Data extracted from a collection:
···

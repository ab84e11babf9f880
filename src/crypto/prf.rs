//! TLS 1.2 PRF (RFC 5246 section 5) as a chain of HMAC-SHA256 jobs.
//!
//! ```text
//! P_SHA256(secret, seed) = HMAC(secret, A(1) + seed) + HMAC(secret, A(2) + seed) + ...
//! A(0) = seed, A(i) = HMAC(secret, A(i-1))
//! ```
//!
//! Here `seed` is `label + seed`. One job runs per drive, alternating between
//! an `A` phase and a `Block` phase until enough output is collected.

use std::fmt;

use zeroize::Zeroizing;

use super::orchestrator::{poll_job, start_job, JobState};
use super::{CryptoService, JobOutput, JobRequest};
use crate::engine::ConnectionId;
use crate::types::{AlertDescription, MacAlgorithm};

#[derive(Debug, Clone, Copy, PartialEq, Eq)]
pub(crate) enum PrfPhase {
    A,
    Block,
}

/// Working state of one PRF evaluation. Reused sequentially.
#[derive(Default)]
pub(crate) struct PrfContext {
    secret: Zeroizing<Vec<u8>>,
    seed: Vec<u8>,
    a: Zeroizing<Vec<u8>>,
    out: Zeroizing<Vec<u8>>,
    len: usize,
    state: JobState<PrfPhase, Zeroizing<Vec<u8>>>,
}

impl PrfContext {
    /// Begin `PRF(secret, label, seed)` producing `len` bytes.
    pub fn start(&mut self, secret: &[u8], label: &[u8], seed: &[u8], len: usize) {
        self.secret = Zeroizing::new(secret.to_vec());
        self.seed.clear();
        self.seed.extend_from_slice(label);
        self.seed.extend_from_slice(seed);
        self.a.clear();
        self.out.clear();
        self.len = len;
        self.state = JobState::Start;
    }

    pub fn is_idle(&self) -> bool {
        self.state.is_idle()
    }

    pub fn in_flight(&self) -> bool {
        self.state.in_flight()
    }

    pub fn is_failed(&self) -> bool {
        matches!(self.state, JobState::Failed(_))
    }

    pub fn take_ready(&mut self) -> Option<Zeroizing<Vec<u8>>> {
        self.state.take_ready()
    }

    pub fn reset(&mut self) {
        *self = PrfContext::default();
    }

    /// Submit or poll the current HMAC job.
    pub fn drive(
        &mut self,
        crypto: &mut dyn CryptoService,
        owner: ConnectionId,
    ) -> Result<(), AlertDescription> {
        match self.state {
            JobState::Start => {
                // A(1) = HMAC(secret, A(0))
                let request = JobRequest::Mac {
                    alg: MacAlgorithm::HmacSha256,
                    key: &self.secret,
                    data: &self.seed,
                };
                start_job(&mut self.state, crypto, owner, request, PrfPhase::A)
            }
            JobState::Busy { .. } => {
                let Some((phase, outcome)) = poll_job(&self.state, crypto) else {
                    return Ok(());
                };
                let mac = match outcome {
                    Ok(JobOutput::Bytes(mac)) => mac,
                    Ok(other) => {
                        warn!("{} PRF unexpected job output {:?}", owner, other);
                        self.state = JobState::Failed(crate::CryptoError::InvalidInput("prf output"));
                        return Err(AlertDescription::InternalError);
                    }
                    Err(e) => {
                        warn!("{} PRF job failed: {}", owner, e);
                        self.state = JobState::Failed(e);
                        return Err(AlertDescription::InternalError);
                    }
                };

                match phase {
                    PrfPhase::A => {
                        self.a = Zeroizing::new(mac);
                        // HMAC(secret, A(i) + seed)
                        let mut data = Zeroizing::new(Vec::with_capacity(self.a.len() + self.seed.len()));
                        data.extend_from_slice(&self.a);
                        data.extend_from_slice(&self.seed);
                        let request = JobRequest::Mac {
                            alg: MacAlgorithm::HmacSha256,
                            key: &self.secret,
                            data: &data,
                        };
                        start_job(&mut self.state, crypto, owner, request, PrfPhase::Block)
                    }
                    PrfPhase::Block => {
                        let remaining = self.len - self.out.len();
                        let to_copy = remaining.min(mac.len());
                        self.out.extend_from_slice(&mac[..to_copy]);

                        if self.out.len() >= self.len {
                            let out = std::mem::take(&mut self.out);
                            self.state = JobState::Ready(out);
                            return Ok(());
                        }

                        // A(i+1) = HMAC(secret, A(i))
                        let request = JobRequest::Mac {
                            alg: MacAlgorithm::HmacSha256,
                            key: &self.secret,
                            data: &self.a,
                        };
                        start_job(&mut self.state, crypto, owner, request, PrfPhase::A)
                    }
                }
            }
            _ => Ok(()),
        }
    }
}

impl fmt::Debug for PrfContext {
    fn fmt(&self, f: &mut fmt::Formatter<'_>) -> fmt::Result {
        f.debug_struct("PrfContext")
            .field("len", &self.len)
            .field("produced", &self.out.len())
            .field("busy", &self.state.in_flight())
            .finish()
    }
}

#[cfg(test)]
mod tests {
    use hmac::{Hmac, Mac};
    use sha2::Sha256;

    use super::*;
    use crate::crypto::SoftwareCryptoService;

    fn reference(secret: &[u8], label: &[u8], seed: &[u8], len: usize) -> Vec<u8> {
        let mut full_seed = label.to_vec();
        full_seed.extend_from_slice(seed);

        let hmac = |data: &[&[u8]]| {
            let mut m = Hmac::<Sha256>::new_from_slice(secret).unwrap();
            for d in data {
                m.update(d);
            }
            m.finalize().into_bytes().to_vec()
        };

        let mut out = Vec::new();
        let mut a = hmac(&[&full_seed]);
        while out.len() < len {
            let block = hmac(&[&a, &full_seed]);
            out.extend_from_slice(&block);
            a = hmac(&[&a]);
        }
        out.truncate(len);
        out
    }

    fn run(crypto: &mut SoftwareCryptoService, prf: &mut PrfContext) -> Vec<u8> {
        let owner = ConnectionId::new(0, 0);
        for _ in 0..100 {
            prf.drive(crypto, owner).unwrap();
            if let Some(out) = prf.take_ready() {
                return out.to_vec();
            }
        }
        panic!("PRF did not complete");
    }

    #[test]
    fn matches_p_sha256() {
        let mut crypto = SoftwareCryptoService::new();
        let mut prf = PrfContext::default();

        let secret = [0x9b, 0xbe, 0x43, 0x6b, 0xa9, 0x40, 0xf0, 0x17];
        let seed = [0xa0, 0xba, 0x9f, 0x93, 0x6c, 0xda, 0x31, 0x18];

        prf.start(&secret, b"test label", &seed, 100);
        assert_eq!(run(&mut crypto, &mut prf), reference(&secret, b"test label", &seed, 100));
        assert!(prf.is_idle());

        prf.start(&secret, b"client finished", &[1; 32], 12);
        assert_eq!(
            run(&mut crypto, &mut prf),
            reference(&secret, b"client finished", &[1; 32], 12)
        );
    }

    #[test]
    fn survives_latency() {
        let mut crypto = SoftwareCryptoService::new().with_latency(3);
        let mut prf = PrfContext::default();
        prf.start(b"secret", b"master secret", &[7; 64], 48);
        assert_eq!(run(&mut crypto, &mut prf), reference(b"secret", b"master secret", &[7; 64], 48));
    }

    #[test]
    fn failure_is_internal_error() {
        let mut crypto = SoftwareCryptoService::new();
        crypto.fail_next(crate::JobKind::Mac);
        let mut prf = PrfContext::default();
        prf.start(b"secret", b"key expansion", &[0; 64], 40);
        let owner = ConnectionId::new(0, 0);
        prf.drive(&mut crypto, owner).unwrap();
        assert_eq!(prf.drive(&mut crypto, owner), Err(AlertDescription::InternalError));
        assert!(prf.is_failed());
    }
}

···

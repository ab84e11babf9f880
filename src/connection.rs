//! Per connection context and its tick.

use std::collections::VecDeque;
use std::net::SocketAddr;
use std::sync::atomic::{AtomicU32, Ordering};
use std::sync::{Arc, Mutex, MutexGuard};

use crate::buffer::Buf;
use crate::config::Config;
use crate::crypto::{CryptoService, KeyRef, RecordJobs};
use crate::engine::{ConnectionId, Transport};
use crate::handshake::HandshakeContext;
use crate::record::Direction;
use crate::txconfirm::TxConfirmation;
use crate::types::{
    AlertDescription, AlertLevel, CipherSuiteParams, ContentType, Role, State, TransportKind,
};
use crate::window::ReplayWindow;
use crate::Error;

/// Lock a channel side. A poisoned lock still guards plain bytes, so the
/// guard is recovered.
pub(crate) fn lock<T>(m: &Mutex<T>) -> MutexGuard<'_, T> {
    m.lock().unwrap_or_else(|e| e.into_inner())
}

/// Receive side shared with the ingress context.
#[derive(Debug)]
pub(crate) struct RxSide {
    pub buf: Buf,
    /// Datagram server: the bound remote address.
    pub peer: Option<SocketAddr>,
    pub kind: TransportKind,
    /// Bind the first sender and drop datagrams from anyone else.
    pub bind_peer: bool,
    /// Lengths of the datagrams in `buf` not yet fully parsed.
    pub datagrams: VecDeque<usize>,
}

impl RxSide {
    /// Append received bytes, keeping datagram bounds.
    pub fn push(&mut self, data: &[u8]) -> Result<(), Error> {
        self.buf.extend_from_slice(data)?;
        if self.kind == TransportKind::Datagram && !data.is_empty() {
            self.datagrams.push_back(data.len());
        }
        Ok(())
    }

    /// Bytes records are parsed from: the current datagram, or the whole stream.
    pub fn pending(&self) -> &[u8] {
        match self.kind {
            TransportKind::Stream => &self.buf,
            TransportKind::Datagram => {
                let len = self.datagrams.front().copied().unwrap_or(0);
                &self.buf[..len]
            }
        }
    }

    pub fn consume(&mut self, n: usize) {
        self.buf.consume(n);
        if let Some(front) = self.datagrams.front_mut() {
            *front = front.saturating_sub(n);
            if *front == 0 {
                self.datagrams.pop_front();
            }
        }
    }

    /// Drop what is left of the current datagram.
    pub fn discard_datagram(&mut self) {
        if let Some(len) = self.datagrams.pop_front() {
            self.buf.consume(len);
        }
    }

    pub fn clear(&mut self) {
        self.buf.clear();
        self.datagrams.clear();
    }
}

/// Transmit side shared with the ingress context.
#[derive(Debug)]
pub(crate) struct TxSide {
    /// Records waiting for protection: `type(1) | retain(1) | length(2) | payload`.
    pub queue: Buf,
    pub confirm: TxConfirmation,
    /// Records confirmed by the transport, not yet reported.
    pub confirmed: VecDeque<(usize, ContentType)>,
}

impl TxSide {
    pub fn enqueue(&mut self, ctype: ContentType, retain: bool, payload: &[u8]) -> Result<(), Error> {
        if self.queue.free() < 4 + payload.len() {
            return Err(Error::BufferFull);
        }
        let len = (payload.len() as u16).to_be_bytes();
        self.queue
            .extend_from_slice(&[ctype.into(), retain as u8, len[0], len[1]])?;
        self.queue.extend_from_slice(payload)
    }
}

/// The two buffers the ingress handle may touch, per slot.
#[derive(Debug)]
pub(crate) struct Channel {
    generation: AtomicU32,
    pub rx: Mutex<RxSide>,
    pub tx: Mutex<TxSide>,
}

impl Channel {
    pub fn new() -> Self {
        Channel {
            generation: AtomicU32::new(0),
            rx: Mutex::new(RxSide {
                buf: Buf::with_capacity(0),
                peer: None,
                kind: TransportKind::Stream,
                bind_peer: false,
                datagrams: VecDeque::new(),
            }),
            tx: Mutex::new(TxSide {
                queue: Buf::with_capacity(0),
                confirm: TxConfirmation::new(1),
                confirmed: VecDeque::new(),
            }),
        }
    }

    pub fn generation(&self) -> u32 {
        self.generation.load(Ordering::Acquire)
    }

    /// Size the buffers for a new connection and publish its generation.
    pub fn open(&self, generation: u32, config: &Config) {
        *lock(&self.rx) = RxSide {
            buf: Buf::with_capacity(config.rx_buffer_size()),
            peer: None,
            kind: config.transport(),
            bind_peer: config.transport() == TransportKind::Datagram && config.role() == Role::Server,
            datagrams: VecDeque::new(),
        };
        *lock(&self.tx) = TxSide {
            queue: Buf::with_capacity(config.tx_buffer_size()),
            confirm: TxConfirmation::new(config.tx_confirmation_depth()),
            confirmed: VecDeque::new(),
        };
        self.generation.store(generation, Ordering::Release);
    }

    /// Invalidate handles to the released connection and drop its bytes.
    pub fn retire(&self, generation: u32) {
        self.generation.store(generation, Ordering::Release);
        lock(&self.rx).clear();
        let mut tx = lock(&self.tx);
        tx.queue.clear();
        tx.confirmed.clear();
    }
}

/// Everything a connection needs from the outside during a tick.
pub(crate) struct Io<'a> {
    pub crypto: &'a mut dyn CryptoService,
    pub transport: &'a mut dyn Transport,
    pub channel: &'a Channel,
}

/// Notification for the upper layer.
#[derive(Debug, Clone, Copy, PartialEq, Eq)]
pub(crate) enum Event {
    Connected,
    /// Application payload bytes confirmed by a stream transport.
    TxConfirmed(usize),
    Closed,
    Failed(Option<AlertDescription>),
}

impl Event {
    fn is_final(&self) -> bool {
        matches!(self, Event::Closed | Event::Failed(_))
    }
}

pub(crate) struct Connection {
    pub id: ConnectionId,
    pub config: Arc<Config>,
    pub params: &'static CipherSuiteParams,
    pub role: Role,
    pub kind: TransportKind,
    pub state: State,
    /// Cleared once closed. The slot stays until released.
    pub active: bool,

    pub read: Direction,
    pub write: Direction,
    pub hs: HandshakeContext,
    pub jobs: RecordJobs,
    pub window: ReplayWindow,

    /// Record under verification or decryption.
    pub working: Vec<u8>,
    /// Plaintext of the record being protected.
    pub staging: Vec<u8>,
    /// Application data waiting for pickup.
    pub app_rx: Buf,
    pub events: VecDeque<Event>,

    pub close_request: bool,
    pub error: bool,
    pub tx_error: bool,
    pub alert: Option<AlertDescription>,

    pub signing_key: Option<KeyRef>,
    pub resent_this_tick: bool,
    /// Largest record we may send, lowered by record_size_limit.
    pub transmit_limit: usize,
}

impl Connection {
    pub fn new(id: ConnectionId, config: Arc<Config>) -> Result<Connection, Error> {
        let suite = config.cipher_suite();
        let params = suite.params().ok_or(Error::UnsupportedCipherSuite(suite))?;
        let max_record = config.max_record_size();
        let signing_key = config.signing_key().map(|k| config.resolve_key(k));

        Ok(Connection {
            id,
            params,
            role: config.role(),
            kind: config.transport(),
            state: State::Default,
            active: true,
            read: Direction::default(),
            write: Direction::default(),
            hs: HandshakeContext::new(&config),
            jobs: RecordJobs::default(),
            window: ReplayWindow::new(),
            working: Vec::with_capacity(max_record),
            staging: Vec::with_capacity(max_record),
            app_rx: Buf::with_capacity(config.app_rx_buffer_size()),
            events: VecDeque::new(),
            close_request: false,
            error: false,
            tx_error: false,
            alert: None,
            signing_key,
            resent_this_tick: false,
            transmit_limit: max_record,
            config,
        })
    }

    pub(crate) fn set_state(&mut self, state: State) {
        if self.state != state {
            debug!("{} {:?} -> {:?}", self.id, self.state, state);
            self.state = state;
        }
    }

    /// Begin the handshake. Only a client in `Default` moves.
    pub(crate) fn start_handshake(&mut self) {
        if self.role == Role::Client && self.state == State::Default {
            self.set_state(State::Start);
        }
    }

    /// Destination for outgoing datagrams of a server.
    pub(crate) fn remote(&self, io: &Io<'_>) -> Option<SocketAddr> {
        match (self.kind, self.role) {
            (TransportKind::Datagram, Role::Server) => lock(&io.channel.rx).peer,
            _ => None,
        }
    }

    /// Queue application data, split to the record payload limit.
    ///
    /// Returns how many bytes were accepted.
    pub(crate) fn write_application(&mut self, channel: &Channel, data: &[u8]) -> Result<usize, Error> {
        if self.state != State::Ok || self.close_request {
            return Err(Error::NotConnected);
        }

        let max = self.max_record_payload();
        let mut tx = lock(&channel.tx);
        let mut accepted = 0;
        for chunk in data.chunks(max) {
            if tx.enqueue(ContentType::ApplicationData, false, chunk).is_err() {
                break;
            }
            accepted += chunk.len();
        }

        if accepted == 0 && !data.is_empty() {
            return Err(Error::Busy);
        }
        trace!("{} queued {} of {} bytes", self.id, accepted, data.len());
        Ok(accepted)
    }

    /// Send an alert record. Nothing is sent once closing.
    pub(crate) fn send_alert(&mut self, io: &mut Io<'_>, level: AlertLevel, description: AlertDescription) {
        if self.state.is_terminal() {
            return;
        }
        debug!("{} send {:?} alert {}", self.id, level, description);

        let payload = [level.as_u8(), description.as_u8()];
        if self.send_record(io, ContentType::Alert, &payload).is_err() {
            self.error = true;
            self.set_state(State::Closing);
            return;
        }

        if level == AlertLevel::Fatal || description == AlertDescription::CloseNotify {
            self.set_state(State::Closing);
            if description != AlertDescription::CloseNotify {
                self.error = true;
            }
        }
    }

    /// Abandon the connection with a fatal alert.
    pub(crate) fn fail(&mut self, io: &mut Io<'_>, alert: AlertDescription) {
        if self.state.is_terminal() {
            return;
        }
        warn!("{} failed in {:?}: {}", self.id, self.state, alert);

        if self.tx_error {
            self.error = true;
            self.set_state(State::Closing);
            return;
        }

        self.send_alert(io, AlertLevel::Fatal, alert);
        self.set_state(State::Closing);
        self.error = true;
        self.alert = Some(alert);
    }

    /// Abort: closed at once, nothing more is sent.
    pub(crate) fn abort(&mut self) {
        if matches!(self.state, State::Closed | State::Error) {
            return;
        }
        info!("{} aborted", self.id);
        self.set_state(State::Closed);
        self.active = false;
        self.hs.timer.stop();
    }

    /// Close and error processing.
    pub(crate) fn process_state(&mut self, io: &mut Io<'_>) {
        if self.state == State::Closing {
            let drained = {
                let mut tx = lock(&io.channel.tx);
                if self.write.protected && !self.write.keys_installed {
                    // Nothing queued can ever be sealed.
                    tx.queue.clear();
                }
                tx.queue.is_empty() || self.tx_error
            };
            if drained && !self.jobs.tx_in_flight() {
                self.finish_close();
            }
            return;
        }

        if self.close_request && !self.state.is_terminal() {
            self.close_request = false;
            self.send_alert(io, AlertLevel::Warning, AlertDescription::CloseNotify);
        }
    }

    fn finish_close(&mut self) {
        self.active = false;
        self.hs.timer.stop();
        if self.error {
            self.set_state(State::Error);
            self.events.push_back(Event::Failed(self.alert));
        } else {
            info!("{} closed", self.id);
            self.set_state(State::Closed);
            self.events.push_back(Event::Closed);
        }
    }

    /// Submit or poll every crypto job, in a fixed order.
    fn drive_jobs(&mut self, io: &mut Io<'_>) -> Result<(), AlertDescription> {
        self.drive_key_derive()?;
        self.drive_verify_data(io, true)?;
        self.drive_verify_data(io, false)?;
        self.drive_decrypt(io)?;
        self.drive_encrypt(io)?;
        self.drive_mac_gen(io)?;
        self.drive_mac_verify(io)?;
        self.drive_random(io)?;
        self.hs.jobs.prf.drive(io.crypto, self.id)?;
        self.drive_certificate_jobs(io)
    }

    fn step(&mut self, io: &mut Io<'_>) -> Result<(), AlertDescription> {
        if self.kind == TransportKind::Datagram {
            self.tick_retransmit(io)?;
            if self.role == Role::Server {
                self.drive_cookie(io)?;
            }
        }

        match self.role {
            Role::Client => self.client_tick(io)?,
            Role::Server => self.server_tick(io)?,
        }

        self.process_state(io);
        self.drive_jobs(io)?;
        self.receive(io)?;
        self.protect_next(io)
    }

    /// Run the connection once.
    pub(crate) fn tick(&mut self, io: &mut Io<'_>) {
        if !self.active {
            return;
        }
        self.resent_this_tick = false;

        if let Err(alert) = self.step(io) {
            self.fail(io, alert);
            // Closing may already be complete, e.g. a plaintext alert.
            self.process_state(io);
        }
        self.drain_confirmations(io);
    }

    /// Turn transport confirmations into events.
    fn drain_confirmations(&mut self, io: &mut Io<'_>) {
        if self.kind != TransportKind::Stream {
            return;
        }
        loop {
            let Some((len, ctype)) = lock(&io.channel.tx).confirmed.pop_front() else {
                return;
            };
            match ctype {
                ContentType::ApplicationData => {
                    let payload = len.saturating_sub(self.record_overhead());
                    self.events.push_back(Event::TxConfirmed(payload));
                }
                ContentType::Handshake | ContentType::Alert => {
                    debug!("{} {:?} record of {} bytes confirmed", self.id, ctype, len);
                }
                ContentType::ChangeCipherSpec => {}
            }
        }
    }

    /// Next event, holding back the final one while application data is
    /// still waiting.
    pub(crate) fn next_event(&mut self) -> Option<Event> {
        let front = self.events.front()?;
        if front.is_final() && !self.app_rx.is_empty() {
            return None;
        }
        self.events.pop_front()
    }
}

···

| REQUIRED ACTION |
Track down all lines above with the string "Ordering" and copy them.

| THE ANSWER |
use std::sync::atomic::{AtomicU32, Ordering};
        self.generation.load(Ordering::Acquire)
        self.generation.store(generation, Ordering::Release);
        self.generation.store(generation, Ordering::Release);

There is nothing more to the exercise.